Task objective |
Repeat each entry below without omitting a single word.

┄┄┄┄┄┄┄┄┄┄

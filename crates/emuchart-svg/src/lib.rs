// File: crates/emuchart-svg/src/lib.rs
// Summary: Minimal SVG document builder. Emits elements into a String buffer;
// knows nothing about charts.

use std::fmt::Write as _;

/// Escape text content for element bodies.
pub fn escape_text(s: &str) -> String {
    let mut out = String::with_capacity(s.len());
    for c in s.chars() {
        match c {
            '&' => out.push_str("&amp;"),
            '<' => out.push_str("&lt;"),
            '>' => out.push_str("&gt;"),
            _ => out.push(c),
        }
    }
    out
}

/// Escape a value for use inside a double-quoted attribute.
pub fn escape_attr(s: &str) -> String {
    let mut out = String::with_capacity(s.len());
    for c in s.chars() {
        match c {
            '&' => out.push_str("&amp;"),
            '<' => out.push_str("&lt;"),
            '"' => out.push_str("&quot;"),
            _ => out.push(c),
        }
    }
    out
}

/// Format a pixel coordinate with up to two decimals, trimming trailing zeros.
pub fn fmt_px(v: f64) -> String {
    let mut s = format!("{:.2}", v);
    while s.ends_with('0') {
        s.pop();
    }
    if s.ends_with('.') {
        s.pop();
    }
    if s == "-0" {
        s = "0".to_string();
    }
    s
}

/// An SVG document under construction. All drawing methods append markup;
/// `finish` closes the root element and returns the buffer.
pub struct SvgDoc {
    buf: String,
    open_groups: usize,
}

impl SvgDoc {
    pub fn new(width: f64, height: f64) -> Self {
        let mut buf = String::with_capacity(4096);
        let _ = write!(
            buf,
            r#"<svg xmlns="http://www.w3.org/2000/svg" width="{w}" height="{h}" viewBox="0 0 {w} {h}">"#,
            w = fmt_px(width),
            h = fmt_px(height),
        );
        Self { buf, open_groups: 0 }
    }

    /// Open a `<g>` with raw attributes (caller escapes values as needed).
    pub fn open_group(&mut self, attrs: &str) {
        if attrs.is_empty() {
            self.buf.push_str("<g>");
        } else {
            let _ = write!(self.buf, "<g {}>", attrs);
        }
        self.open_groups += 1;
    }

    pub fn close_group(&mut self) {
        debug_assert!(self.open_groups > 0, "unbalanced close_group");
        if self.open_groups > 0 {
            self.buf.push_str("</g>");
            self.open_groups -= 1;
        }
    }

    pub fn rect(&mut self, x: f64, y: f64, w: f64, h: f64, attrs: &str) {
        let _ = write!(
            self.buf,
            r#"<rect x="{}" y="{}" width="{}" height="{}" {}/>"#,
            fmt_px(x),
            fmt_px(y),
            fmt_px(w.max(0.0)),
            fmt_px(h.max(0.0)),
            attrs,
        );
    }

    pub fn line(&mut self, x1: f64, y1: f64, x2: f64, y2: f64, attrs: &str) {
        let _ = write!(
            self.buf,
            r#"<line x1="{}" y1="{}" x2="{}" y2="{}" {}/>"#,
            fmt_px(x1),
            fmt_px(y1),
            fmt_px(x2),
            fmt_px(y2),
            attrs,
        );
    }

    pub fn circle(&mut self, cx: f64, cy: f64, r: f64, attrs: &str) {
        let _ = write!(
            self.buf,
            r#"<circle cx="{}" cy="{}" r="{}" {}/>"#,
            fmt_px(cx),
            fmt_px(cy),
            fmt_px(r.max(0.0)),
            attrs,
        );
    }

    /// Emit a `<path>` from a prebuilt `d` attribute.
    pub fn path(&mut self, d: &str, attrs: &str) {
        let _ = write!(self.buf, r#"<path d="{}" {}/>"#, d, attrs);
    }

    pub fn text(&mut self, x: f64, y: f64, content: &str, attrs: &str) {
        let _ = write!(
            self.buf,
            r#"<text x="{}" y="{}" {}>{}</text>"#,
            fmt_px(x),
            fmt_px(y),
            attrs,
            escape_text(content),
        );
    }

    /// Close any groups left open, then the root element, and return the markup.
    pub fn finish(mut self) -> String {
        while self.open_groups > 0 {
            self.buf.push_str("</g>");
            self.open_groups -= 1;
        }
        self.buf.push_str("</svg>");
        self.buf
    }
}

/// Build a polyline `d` attribute ("M x y L x y ...") from pixel points.
pub fn polyline_d(points: &[(f64, f64)]) -> String {
    let mut d = String::with_capacity(points.len() * 12);
    for (i, &(x, y)) in points.iter().enumerate() {
        let cmd = if i == 0 { 'M' } else { 'L' };
        let _ = write!(d, "{}{} {}", cmd, fmt_px(x), fmt_px(y));
    }
    d
}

┄┄┄┄┄┄┄┄┄┄

Result of this task |
filename crates/emuchart-svg/src/lib.rs
// File: crates/emuchart-svg/src/lib.rs
// Summary: Minimal SVG document builder. Emits elements into a String buffer;
// knows nothing about charts.

use std::fmt::Write as _;

/// Escape text content for element bodies.
pub fn escape_text(s: &str) -> String {
    let mut out = String::with_capacity(s.len());
    for c in s.chars() {
        match c {
            '&' => out.push_str("&amp;"),
            '<' => out.push_str("&lt;"),
            '>' => out.push_str("&gt;"),
            _ => out.push(c),
        }
    }
    out
}

/// Escape a value for use inside a double-quoted attribute.
pub fn escape_attr(s: &str) -> String {
    let mut out = String::with_capacity(s.len());
    for c in s.chars() {
        match c {
            '&' => out.push_str("&amp;"),
            '<' => out.push_str("&lt;"),
            '"' => out.push_str("&quot;"),
            _ => out.push(c),
        }
    }
    out
}

/// Format a pixel coordinate with up to two decimals, trimming trailing zeros.
pub fn fmt_px(v: f64) -> String {
    let mut s = format!("{:.2}", v);
    while s.ends_with('0') {
        s.pop();
    }
    if s.ends_with('.') {
        s.pop();
    }
    if s == "-0" {
        s = "0".to_string();
    }
    s
}

/// An SVG document under construction. All drawing methods append markup;
/// `finish` closes the root element and returns the buffer.
pub struct SvgDoc {
    buf: String,
    open_groups: usize,
}

impl SvgDoc {
    pub fn new(width: f64, height: f64) -> Self {
        let mut buf = String::with_capacity(4096);
        let _ = write!(
            buf,
            r#"<svg xmlns="http://www.w3.org/2000/svg" width="{w}" height="{h}" viewBox="0 0 {w} {h}">"#,
            w = fmt_px(width),
            h = fmt_px(height),
        );
        Self { buf, open_groups: 0 }
    }

    /// Open a `<g>` with raw attributes (caller escapes values as needed).
    pub fn open_group(&mut self, attrs: &str) {
        if attrs.is_empty() {
            self.buf.push_str("<g>");
        } else {
            let _ = write!(self.buf, "<g {}>", attrs);
        }
        self.open_groups += 1;
    }

    pub fn close_group(&mut self) {
        debug_assert!(self.open_groups > 0, "unbalanced close_group");
        if self.open_groups > 0 {
            self.buf.push_str("</g>");
            self.open_groups -= 1;
        }
    }

    pub fn rect(&mut self, x: f64, y: f64, w: f64, h: f64, attrs: &str) {
        let _ = write!(
            self.buf,
            r#"<rect x="{}" y="{}" width="{}" height="{}" {}/>"#,
            fmt_px(x),
            fmt_px(y),
            fmt_px(w.max(0.0)),
            fmt_px(h.max(0.0)),
            attrs,
        );
    }

    pub fn line(&mut self, x1: f64, y1: f64, x2: f64, y2: f64, attrs: &str) {
        let _ = write!(
            self.buf,
            r#"<line x1="{}" y1="{}" x2="{}" y2="{}" {}/>"#,
            fmt_px(x1),
            fmt_px(y1),
            fmt_px(x2),
            fmt_px(y2),
            attrs,
        );
    }

    pub fn circle(&mut self, cx: f64, cy: f64, r: f64, attrs: &str) {
        let _ = write!(
            self.buf,
            r#"<circle cx="{}" cy="{}" r="{}" {}/>"#,
            fmt_px(cx),
            fmt_px(cy),
            fmt_px(r.max(0.0)),
            attrs,
        );
    }

    /// Emit a `<path>` from a prebuilt `d` attribute.
    pub fn path(&mut self, d: &str, attrs: &str) {
        let _ = write!(self.buf, r#"<path d="{}" {}/>"#, d, attrs);
    }

    pub fn text(&mut self, x: f64, y: f64, content: &str, attrs: &str) {
        let _ = write!(
            self.buf,
            r#"<text x="{}" y="{}" {}>{}</text>"#,
            fmt_px(x),
            fmt_px(y),
            attrs,
            escape_text(content),
        );
    }

    /// Close any groups left open, then the root element, and return the markup.
    pub fn finish(mut self) -> String {
        while self.open_groups > 0 {
            self.buf.push_str("</g>");
            self.open_groups -= 1;
        }
        self.buf.push_str("</svg>");
        self.buf
    }
}

/// Build a polyline `d` attribute ("M x y L x y ...") from pixel points.
pub fn polyline_d(points: &[(f64, f64)]) -> String {
    let mut d = String::with_capacity(points.len() * 12);
    for (i, &(x, y)) in points.iter().enumerate() {
        let cmd = if i == 0 { 'M' } else { 'L' };
        let _ = write!(d, "{}{} {}", cmd, fmt_px(x), fmt_px(y));
    }
    d
}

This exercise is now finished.